Figure 1 Xiaozhang Tie (XZT) increased the urine volume and fecal water content in rats with cirrhotic ascites. Cirrhosis with ascites was established as follows. A total of 70 rats were injected intraperitoneally with a 20% CCl₄–olive oil solution for the first week, 30% CCl₄ for the second week, then 40% CCl₄ at a dose of 2 ml·kg⁻¹ twice a week until B ultrasound confirmed the ascites model of cirrhosis. Eventually, cirrhotic ascites was successfully induced in 29 rats, and the model rats were randomly divided into the following three groups: model group (n = 9), XZT group (n = 8), and mosapride group (n = 8). The remaining model rats were subjected to further electrophysiological testing of the gastrointestinal tract (n = 4). In the normal control group, 10 rats were injected with the same volume of pure olive oil. All rats were transferred to metabolic cages. Rats in the XZT group were administered XZT in the umbilical region at a daily dose of 2.25 cm² once a day for 7 days, and those in the positive control group were orally administered mosapride citrate tablets at a dose of 2 mg·kg⁻¹ once a day for 7 days. After a 7-day intervention and observation period in metabolic cages, urine and feces were collected over a period of 24 h before the experiment concluded. Body weight and ascites weight were recorded during the execution of the rats. (A) 24 h urine volume. (B) Wet feces were dried in an oven at 60°C for 24 h. Fecal water content was calculated using the following calculation formula: [wet weight (g) − dry weight (g)]/wet weight (g) × 100%. (C) The weight of ascites and (D) ratio of ascites weight to body weight was calculated. (E) The amount of ascites was roughly assessed through B ultrasound. Each bar represents the mean ± SD. **p < 0.01 compared with the normal group; ^##p <0.01 compared with the model group; ^{^}p < 0.05 and ^{^^}p < 0.01 compared with the mosapride group.

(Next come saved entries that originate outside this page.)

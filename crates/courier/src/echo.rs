use async_trait::async_trait;
use courier_transport::{CommandHandler, HandlerError};
use serde_json::Value;

/// Replies with the request it was given.
#[derive(Debug, Clone)]
pub struct EchoHandler {
    name: String,
}

impl EchoHandler {
    pub fn new(name: impl Into<String>) -> Self {
        Self { name: name.into() }
    }
}

#[async_trait]
impl CommandHandler for EchoHandler {
    type Request = Value;
    type Response = Value;

    fn name(&self) -> &str {
        &self.name
    }

    async fn execute(&self, request: Value) -> Result<Value, HandlerError> {
        Ok(request)
    }
}
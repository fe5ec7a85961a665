mod lapin_link;
mod link;

pub use lapin_link::LapinConnector;
pub use link::{
    AckMode, AmqpConnector, AmqpLink, AmqpSession, ExchangeType, InboundMessage, OutboundMessage,
};

use crate::{
    received::{Received, ReceivedRequests, SWEEP_INTERVAL},
    shared::TransportCore,
};
use async_trait::async_trait;
use courier_error::{ErrorObject, TransportError};
use courier_types::{
    Command, CommandOptions, CommandResponder, CommandStream, EventStream, IncomingCommand,
    PendingReply, Transport, TransportEvent,
    protocol::{
        RequestEnvelope, ResponseEnvelope, decode_event, decode_request, decode_response,
        encode_event, encode_request, encode_response,
    },
    settings::AmqpSettings,
};
use dashmap::{DashMap, DashSet};
use futures::{StreamExt, stream::BoxStream};
use serde_json::Value;
use std::{
    sync::{
        Arc, Weak,
        atomic::{AtomicBool, AtomicU64, Ordering},
    },
    time::Duration,
};
use tokio::{
    sync::{Mutex, RwLock, mpsc, oneshot},
    task::JoinHandle,
    time::{self, Instant, MissedTickBehavior},
};
use tracing::{debug, error, info, warn};
use uuid::Uuid;

const REPLY_QUEUE: &str = "QUEUE_REPLY";
const EVENT_EXCHANGE: &str = "EXCHANGE_EVENT";
const WAIT_QUEUE: &str = "QUEUE_WAIT";
const WAIT_EXCHANGE: &str = "EXCHANGE_WAIT";
const DEAD_EXCHANGE: &str = "EXCHANGE_DEAD";

/// Where the answer to a received command goes: `(reply_to, correlation_id)`.
type ReplyRoute = (String, String);

struct AmqpDelivery {
    route: Option<ReplyRoute>,
    delivery_tag: Option<u64>,
}

/// Commands over an AMQP 0.9.1 broker. Each command name maps to a queue,
/// replies come back on a per-instance exclusive queue and events go
/// through one fanout exchange.
///
/// Deferred commands are parked in a per-delay wait queue whose messages
/// expire into a direct dead-letter exchange, which routes them back to
/// their command queue.
#[derive(Clone)]
pub struct AmqpTransport {
    inner: Arc<AmqpInner>,
}

struct AmqpInner {
    core: TransportCore,
    settings: AmqpSettings,
    connector: Arc<dyn AmqpConnector>,
    reply_queue: String,
    link: RwLock<Option<Arc<dyn AmqpLink>>>,
    generation: AtomicU64,
    connected: AtomicBool,
    closed: AtomicBool,
    consuming_events: AtomicBool,
    listeners: DashMap<String, mpsc::UnboundedSender<IncomingCommand>>,
    requests: ReceivedRequests<AmqpDelivery>,
    events: DashMap<String, Vec<mpsc::UnboundedSender<TransportEvent>>>,
    declared: DashSet<String>,
    tasks: Mutex<Vec<JoinHandle<()>>>,
}

struct AmqpResponder {
    inner: Weak<AmqpInner>,
}

#[async_trait]
impl CommandResponder for AmqpResponder {
    async fn respond(&self, command: &Command, result: Result<Value, ErrorObject>) {
        match self.inner.upgrade() {
            Some(inner) => inner.complete(command, result).await,
            None => debug!(id = command.id(), "transport dropped before completion"),
        }
    }

    async fn defer(&self, command: &Command) -> Result<(), TransportError> {
        match self.inner.upgrade() {
            Some(inner) => inner.defer(command).await,
            None => Err(TransportError::Connection("transport is closed".to_string())),
        }
    }
}

impl AmqpTransport {
    pub async fn connect(settings: AmqpSettings, core: TransportCore) -> Result<Self, TransportError> {
        let connector = Arc::new(LapinConnector::new(settings.url.clone(), settings.prefetch));
        Self::with_connector(settings, core, connector).await
    }

    pub async fn with_connector(
        settings: AmqpSettings,
        core: TransportCore,
        connector: Arc<dyn AmqpConnector>,
    ) -> Result<Self, TransportError> {
        let uid = Uuid::new_v4().simple().to_string();
        let reply_queue = format!("{}.{REPLY_QUEUE}.{uid}", settings.queue_prefix);

        let inner = Arc::new(AmqpInner {
            core,
            settings,
            connector,
            reply_queue,
            link: RwLock::new(None),
            generation: AtomicU64::new(0),
            connected: AtomicBool::new(false),
            closed: AtomicBool::new(false),
            consuming_events: AtomicBool::new(false),
            listeners: DashMap::new(),
            requests: ReceivedRequests::default(),
            events: DashMap::new(),
            declared: DashSet::new(),
            tasks: Mutex::new(Vec::new()),
        });
        inner.establish().await?;
        Ok(Self { inner })
    }

    pub fn is_connected(&self) -> bool {
        self.inner.connected.load(Ordering::Acquire)
    }

    pub fn reply_queue(&self) -> &str {
        &self.inner.reply_queue
    }

    pub fn queue_name(&self, name: &str) -> String {
        self.inner.queue_name(name)
    }

    /// `(exchange, queue)` that hold commands deferred by `delay`.
    pub fn wait_names(&self, delay: Duration) -> (String, String) {
        self.inner.wait_names(delay)
    }

    /// Received commands still waiting for completion.
    pub fn received_len(&self) -> usize {
        self.inner.requests.len()
    }
}
use courier_crypto::CryptoRegistry;
use courier_error::CourierError;
use courier_types::settings::{TransportKind, TransportSettings};
use serde::{Deserialize, Serialize};
use std::{path::Path, str::FromStr};

fn default_log_level() -> String {
    "info".to_string()
}

#[derive(Debug, Serialize, Deserialize, Clone)]
pub struct RuntimeConfig {
    /// Fallback tracing filter when `RUST_LOG` is not set
    #[serde(default = "default_log_level")]
    pub log_level: String,

    pub transport: TransportSettings,
}

impl RuntimeConfig {
    pub fn new(transport: TransportSettings) -> Self {
        Self {
            log_level: default_log_level(),
            transport,
        }
    }

    /// Load the runtime config from a file
    ///
    /// # Arguments
    ///
    /// * `path` - The path to the config file
    pub fn from_file(path: impl AsRef<Path>) -> Result<Self, CourierError> {
        let path = path.as_ref();
        let content = std::fs::read_to_string(path).map_err(|e| {
            CourierError::ConfigError(format!("Unable to read {}: {e}", path.display()))
        })?;
        Self::from_str(&content)
    }

    /// Checks that the selected backend is configured and the crypto
    /// section is usable.
    pub fn validate(&self) -> Result<(), CourierError> {
        let transport = &self.transport;
        if transport.default_timeout_ms == 0 {
            return Err(CourierError::ConfigError(
                "transport.default_timeout_ms must be greater than zero".to_string(),
            ));
        }

        match transport.kind {
            TransportKind::Local => {}
            TransportKind::Http => {
                let http = transport.http.as_ref().ok_or_else(|| {
                    CourierError::ConfigError("transport.http is required for type http".into())
                })?;
                if !(http.base_url.starts_with("http://") || http.base_url.starts_with("https://"))
                {
                    return Err(CourierError::ConfigError(format!(
                        "transport.http.base_url must be an http(s) url, got {:?}",
                        http.base_url
                    )));
                }
            }
            TransportKind::Amqp => {
                let amqp = transport.amqp.as_ref().ok_or_else(|| {
                    CourierError::ConfigError("transport.amqp is required for type amqp".into())
                })?;
                if !(amqp.url.starts_with("amqp://") || amqp.url.starts_with("amqps://")) {
                    return Err(CourierError::ConfigError(format!(
                        "transport.amqp.url must be an amqp(s) url, got {:?}",
                        amqp.url
                    )));
                }
                if amqp.queue_prefix.trim().is_empty() {
                    return Err(CourierError::ConfigError(
                        "transport.amqp.queue_prefix must not be empty".to_string(),
                    ));
                }
            }
        }

        if let Some(crypto) = &transport.crypto {
            CryptoRegistry::with_defaults()
                .get(&crypto.algorithm)
                .map_err(|e| CourierError::ConfigError(e.to_string()))?;
            if crypto.private_key.is_some() != crypto.public_key.is_some() {
                return Err(CourierError::ConfigError(
                    "transport.crypto needs both private_key and public_key to sign".to_string(),
                ));
            }
        }
        Ok(())
    }
}

impl FromStr for RuntimeConfig {
    type Err = CourierError;

    fn from_str(s: &str) -> Result<Self, Self::Err> {
        serde_yaml_ng::from_str(s).map_err(|e| CourierError::ConfigError(e.to_string()))
    }
}
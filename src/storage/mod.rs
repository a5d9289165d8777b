// SPDX-License-Identifier: AGPL-3.0-or-later
//
// Copyright (C) 2026 Journal Vault

//! # Persistent Storage Module
//!
//! All state lives in a single embedded redb database file. redb gives
//! short-lived exclusive write transactions (writers serialize, a torn state
//! is never observable) and MVCC read transactions (readers never block).
//!
//! ## Table Layout
//!
//! ```text
//! users:        user_id              → UserRecord (balance, salt, timestamps)
//! entries:      (owner_id, entry_id) → StoredEntry (title + envelopes)
//! transactions: (owner_id, tx_id)    → CreditTransaction (append-only)
//! counters:     name                 → last allocated id
//! ```
//!
//! ## Rules
//!
//! - Balance mutation and log append always share one write transaction.
//! - Entry and transaction keys carry the owner; no operation addresses a
//!   row by id alone.
//! - Nothing in this module touches key material beyond moving opaque salt
//!   bytes; encryption happens a layer above, outside any open transaction.

pub mod database;
pub mod journal;
pub mod ledger;
pub mod users;

pub use database::{StorageError, StorageResult, VaultDatabase};
pub use journal::{EntryMetadata, EntryPatch, JournalRepository, StoredEntry};
pub use ledger::{CreditTransaction, DebitOutcome, LedgerRepository, TransactionKind};
pub use users::{UserRecord, UserRepository};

XZT Improved Intestinal Motility of Rats With Cirrhosis And Ascites In Vivo and In Vitro

In vivo, both XZT and mosapride considerably increased the small intestinal propulsion rate, which was restricted by model establishment (Figure 2A), and neither affected the gastric residue ratio (Figure 2B). In vitro, gastric and jejunal muscle strips isolated from two normal and four cirrhotic ascites rats were incubated with XZT extract at different concentrations to screen for the optimal concentration. It was found that 10–100 µg/ml of XZT obviously increased the frequency and tension of isolated gastric and jejunal muscle contraction (data not shown). Thus, muscle strips were treated with XZT extract at concentrations of 10, 50, and 100 µg/ml (Figures 2C–H). The results suggested that XZT extract at these three concentrations increased the frequency and tension of isolated gastric and jejunal muscle contraction in both the control and model groups. A biosignal collection system was used to record the experiment and process the results (Figures 2C, F), which underwent semiquantitative analysis (Figures 2D, E, G, and H).

FIGURE 2

Figure 2 XZT improved intestinal motility of rats with cirrhosis and ascites in vivo and in vitro. The small intestine propulsion ratio (A) and gastric residual ratio (B) were determined with ink in vivo. After a 7-day intervention, all rats were intragastrically administrated nutritious semisolid paste (5.0 g of sodium carboxymethyl cellulose, 8.0 g of milk powder, 4.0 g of sucrose, 4 g of starch, 2.0 ml of carbon ink, and 125 ml of distilled water) containing ink to determine the gastric residual ratio and intestinal propulsion ratio. The rats were given 1 ml/kg semisolid nutritional paste and then deprived of food for 12 h before sacrifice; 30 min later, the rats were anesthetized with 3% pentobarbital sodium. The stomachs of the rats were cut off at the distant part of the cardia and duodenum at the lower end of the esophagus, and the small part above the intestine was removed and straightened. The formula for calculating gastric residual ratio was as follows: (total weight of stomach − net weight of stomach)/semisolid nutrition paste weight × 100%. The movement distance in the small intestine of the paste was measured using a soft ruler. The formula used for calculation the small intestine propulsion ratio is as follows: migration distance of ink/whole length of small intestine × 100%. (C–H) In vivo, two normal control rats and four rats with cirrhotic ascites were sacrificed, and the jejunums and stomachs with appropriate sizes were used to measure gastrointestinal muscle strip tension and contraction frequency. First, XZT extract was screened and its optimal concentrations were confirmed to be from 10 to 100 µg/ml (data not shown). The frequency and tension of the gastric and jejunal muscle strips were recorded using a biosignal collection system (C, G). **p < 0.01 compared with the control (normal) group; ^##p < 0.01 compared with the model group; ^{^^}p < 0.01 compared with the normal group muscle strips; ^&&p < 0.01 compared with the model control group muscle strips.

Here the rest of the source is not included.